Se il bere non rende più artista l'artista

Hemingway o Fitzgerald non bevevano perché erano cretaivi, diversi o moralmente deboli. Bevevano perché é quello che fanno gli alcolisti.

Probabilmente è vero che le persone creative sono più vulnerabili di altri all'alcolismo e alla dipendenza dagli stupefacenti, e allora?

Siamo tutti uguali quando vomitiamo ai bordi della strada.

(Stephen King, On Writing, autobiografia di un mestiere, Sperling & Kupfer)

Auden: che cosa spera il canto?



Che cosa spera il canto?

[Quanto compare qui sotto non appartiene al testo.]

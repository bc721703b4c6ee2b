//! Fixed-grid solution trajectory produced by the integrators.

use std::ops::Index;

use crate::{Float, error::Error};

// Relative slack allowed when checking that (xend - x0)/h is integral.
const STEP_SLACK: Float = 1e-6;

/// An ordered sequence of solution values over a uniform grid.
///
/// `y[i]` approximates the solution at `x0 + i * h`. A trajectory is
/// produced in full by one integrator invocation and is immutable once
/// returned.
#[derive(Clone, Debug, PartialEq)]
pub struct Trajectory {
    x0: Float,
    h: Float,
    y: Vec<Float>,
}

impl Trajectory {
    pub(crate) fn new(x0: Float, h: Float, y: Vec<Float>) -> Self {
        Self { x0, h, y }
    }

    /// Evaluate `g` at every grid point from `x0` to `xend` with step `h`.
    ///
    /// Used to tabulate a closed-form reference solution on the same grid
    /// the integrators produce.
    pub fn sample<G>(g: G, x0: Float, xend: Float, h: Float) -> Result<Self, Error>
    where
        G: Fn(Float) -> Float,
    {
        let n = step_count(x0, xend, h)?;
        let y = (0..=n).map(|i| g(x0 + h * i as Float)).collect();
        Ok(Self { x0, h, y })
    }

    pub fn x0(&self) -> Float {
        self.x0
    }

    pub fn h(&self) -> Float {
        self.h
    }

    /// Number of grid points (steps + 1).
    pub fn len(&self) -> usize {
        self.y.len()
    }

    pub fn is_empty(&self) -> bool {
        self.y.is_empty()
    }

    /// Abscissa of grid point `i`, computed directly from the index so
    /// rounding does not accumulate across steps.
    pub fn x(&self, i: usize) -> Float {
        self.x0 + self.h * i as Float
    }

    /// Solution values in step order.
    pub fn y(&self) -> &[Float] {
        &self.y
    }

    /// Value at the last grid point.
    pub fn last(&self) -> Option<Float> {
        self.y.last().copied()
    }

    /// Iterate over stored `(x_i, y_i)` grid points in increasing x order.
    pub fn iter(&self) -> TrajectoryIter<'_> {
        TrajectoryIter { traj: self, i: 0 }
    }
}

impl Index<usize> for Trajectory {
    type Output = Float;

    fn index(&self, index: usize) -> &Self::Output {
        &self.y[index]
    }
}

/// Iterator over (x, y) pairs of the grid points in a [`Trajectory`].
pub struct TrajectoryIter<'a> {
    traj: &'a Trajectory,
    i: usize,
}

impl Iterator for TrajectoryIter<'_> {
    type Item = (Float, Float);

    fn next(&mut self) -> Option<Self::Item> {
        if self.i >= self.traj.len() {
            return None;
        }
        let i = self.i;
        self.i += 1;
        Some((self.traj.x(i), self.traj.y[i]))
    }
}

/// Number of whole steps of size `h` from `x0` to `xend`.
///
/// The span must divide into an integer step count (within `STEP_SLACK`
/// relative tolerance) so that every trajectory over the same interval
/// lands on index-aligned grid points.
pub(crate) fn step_count(x0: Float, xend: Float, h: Float) -> Result<usize, Error> {
    if h == 0.0 {
        return Err(Error::InvalidStepSize(h));
    }
    let span = xend - x0;
    if span != 0.0 && span.signum() != h.signum() {
        return Err(Error::InvalidStepSize(h));
    }
    let steps = span / h;
    let n = steps.round();
    if (steps - n).abs() > STEP_SLACK * steps.abs().max(1.0) {
        return Err(Error::StepCountNotIntegral { span, h });
    }
    Ok(n as usize)
}
//! Settings for numerical integrators

use bon::Builder;

use crate::Float;

#[derive(Builder, Clone, Debug)]
/// Settings for the fixed-step integrators
pub struct Settings {
    /// Newton iteration tolerance for the implicit trapezoidal corrector.
    #[builder(default = 1e-7)]
    pub newton_tol: Float,
    /// Max number of iterations in the Newton solver.
    #[builder(default = 50)]
    pub newton_maxiter: usize,
    /// Maximum number of allowed steps. Default is 100,000.
    #[builder(default = 100_000)]
    pub nmax: usize,
}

E le mani mosse
poco lontane dagli uccelli, i timidi, i gioiosi?
              Di essere attonito e felice,
              o, più di tutto, conoscere la vita?


Ma i belli si accontantano delle acute note dell'aria;
basta il calore; Oh, se l'inverno davvero
             s'ostina, s eil fievole fiocco di neve,
             che mai farà l'augurio, che cosa la danza? 

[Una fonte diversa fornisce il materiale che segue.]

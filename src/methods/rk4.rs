//! Classic explicit Runge-Kutta 4 (RK4) fixed-step integrator.

use crate::{
    Float, ODE, Settings,
    error::Error,
    trajectory::{Trajectory, step_count},
};

/// Classical explicit Runge-Kutta 4 (RK4) fixed-step integrator.
///
/// Four right-hand-side evaluations per step, weighted 1:2:2:1. Fixed
/// work per step, no convergence loop.
pub fn rk4<F>(
    f: &F,
    x0: Float,
    xend: Float,
    y0: Float,
    h: Float,
    settings: &Settings,
) -> Result<Trajectory, Error>
where
    F: ODE,
{
    let n = step_count(x0, xend, h)?;
    if n > settings.nmax {
        return Err(Error::TooManySteps { required: n, nmax: settings.nmax });
    }

    let mut y = Vec::with_capacity(n + 1);
    y.push(y0);

    for i in 1..=n {
        let xi = x0 + h * (i - 1) as Float;
        let yprev = y[i - 1];

        // Stage computations
        let k1 = f.ode(xi, yprev);
        let k2 = f.ode(xi + C2 * h, yprev + h * A21 * k1);
        let k3 = f.ode(xi + C3 * h, yprev + h * A32 * k2);
        let k4 = f.ode(xi + C4 * h, yprev + h * A43 * k3);

        y.push(yprev + h * (B1 * k1 + B2 * k2 + B3 * k3 + B4 * k4));
    }

    Ok(Trajectory::new(x0, h, y))
}

// Classical RK4 coefficients
const C2: Float = 0.5;
const C3: Float = 0.5;
const C4: Float = 1.0;
const A21: Float = 0.5;
const A32: Float = 0.5;
const A43: Float = 1.0;
const B1: Float = 1.0 / 6.0;
const B2: Float = 1.0 / 3.0;
const B3: Float = 1.0 / 3.0;
const B4: Float = 1.0 / 6.0;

(W. H. Auden, Orfeo, da Un altro tempo, edizioni Adelphi)

venerdì 15 novembre 2013

Se ci si sente a casa nella provincia canadese

Prendiamo il Nobel a Alice Munro.

Oltre a una sapienza narrativa poco imitabile, il premio certifica una vocazione regionale in cui la scrittrice canadese non è sola.

Benché i suoi raccomti seguano le vicende di provinciali che in qualche caso tentano la carta della metropoli, il fuoco narrativo arde sempre dalle parti di quella Huron County in cui molti lettori italiani si sentono misteriosamente a casa.

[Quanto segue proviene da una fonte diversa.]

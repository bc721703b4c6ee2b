//! Shared fixtures for the integration tests.
#![allow(dead_code)]

use odestep::prelude::*;

/// Exponential decay `u' = -u`, closed form `u(x) = u0 * e^{-(x - x0)}`.
pub struct Decay;

impl ODE for Decay {
    fn ode(&self, _x: f64, u: f64) -> f64 {
        -u
    }
}

impl Jacobian for Decay {
    fn dfdu(&self, _x: f64, _u: f64) -> f64 {
        -1.0
    }
}

pub fn settings() -> Settings {
    Settings::builder().build()
}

Sebbene poco sembrerebbe legarci a una dura terra protestante dove la temperatura va spesso sottozero e la tenacia del pregiudizio ricorda quella di una provincia da noi quasi scomparsa, l'impressione è che i fondamentali della vita (guerre famigliari e scontri sentimentali, bisogno di affrancamento, elaborazione del lutto e gestione della solitudine) abbiano più speranza di venire in evidenza tra un emporio di ferramenta e una chiesa presbiteriana che sotto i tabelloni luminosi di Times Square.

(Nicola Lagioia, La caduta di Metropolis, Repubblica)

mercoledì 13 novembre 2013

La donna cieca che vide nel cuore di Mark Twain

E dunque c'è Mark Twain, che è un autore di successo, letto e acclamato, un uomo che si è fatto conoscere e amare per la sua penna capace di distrarre e divertire. E c'è Helen Keller, una donna a cui la vita sembra aver sottratto tutto, sorda e cieca com'è fin da piccola. Voi su quali spalle carichereste il fardello del dolore?

Meglio non dare niente per scontato.  Da One on One di Craig Brown (edizioni Clichy) traggo la storia di un altro incontro straordinario. Stormfield, in Connecticut, febbraio 1909. Mark Twain ed Helen Keller si incontrano.

Mark Twain, secondo copione, recita la parte del buontempone. Fa gli onori di casa, offre té e toast imburrati, la accompagna nella sala da biliardo. E non è facile accorgersene, ma Helen riesce a percepire la tristezza che lo affligge. Sarà che il dolore rende riconoscibile il dolore. Sarà che Helen, nella lotta di una vita intera che un giorno sarà raccontata nel film di Arthur Penn, Anna dei miracoli, ha saputo rendere più ampia e ospitale la sua stessa vita.

E' lei l'unica a capire che Mark Twain è un uomo che nella vinta ha anche perso molto. Prima di tutto una moglie e una figlia, portate via dalla malattia.

A Mark Twain viene voglia di confessarsi: Mi sento molto solo, a volte, quando sto seduto davanti al fuoco dopo che i miei amici se ne sono andati. I pensieri seguono le tracce del passato. Ripenso a Livy e Susy e mi sembra di annaspare nelle oscure pieghe di un sogno confuso....

Non si sarebbero più rivisti. Mark muore l'anno successivo. Non so se portandosi il ricordo di quella donna cieca, che aveva visto più lontana di tutti nel suo cuore.  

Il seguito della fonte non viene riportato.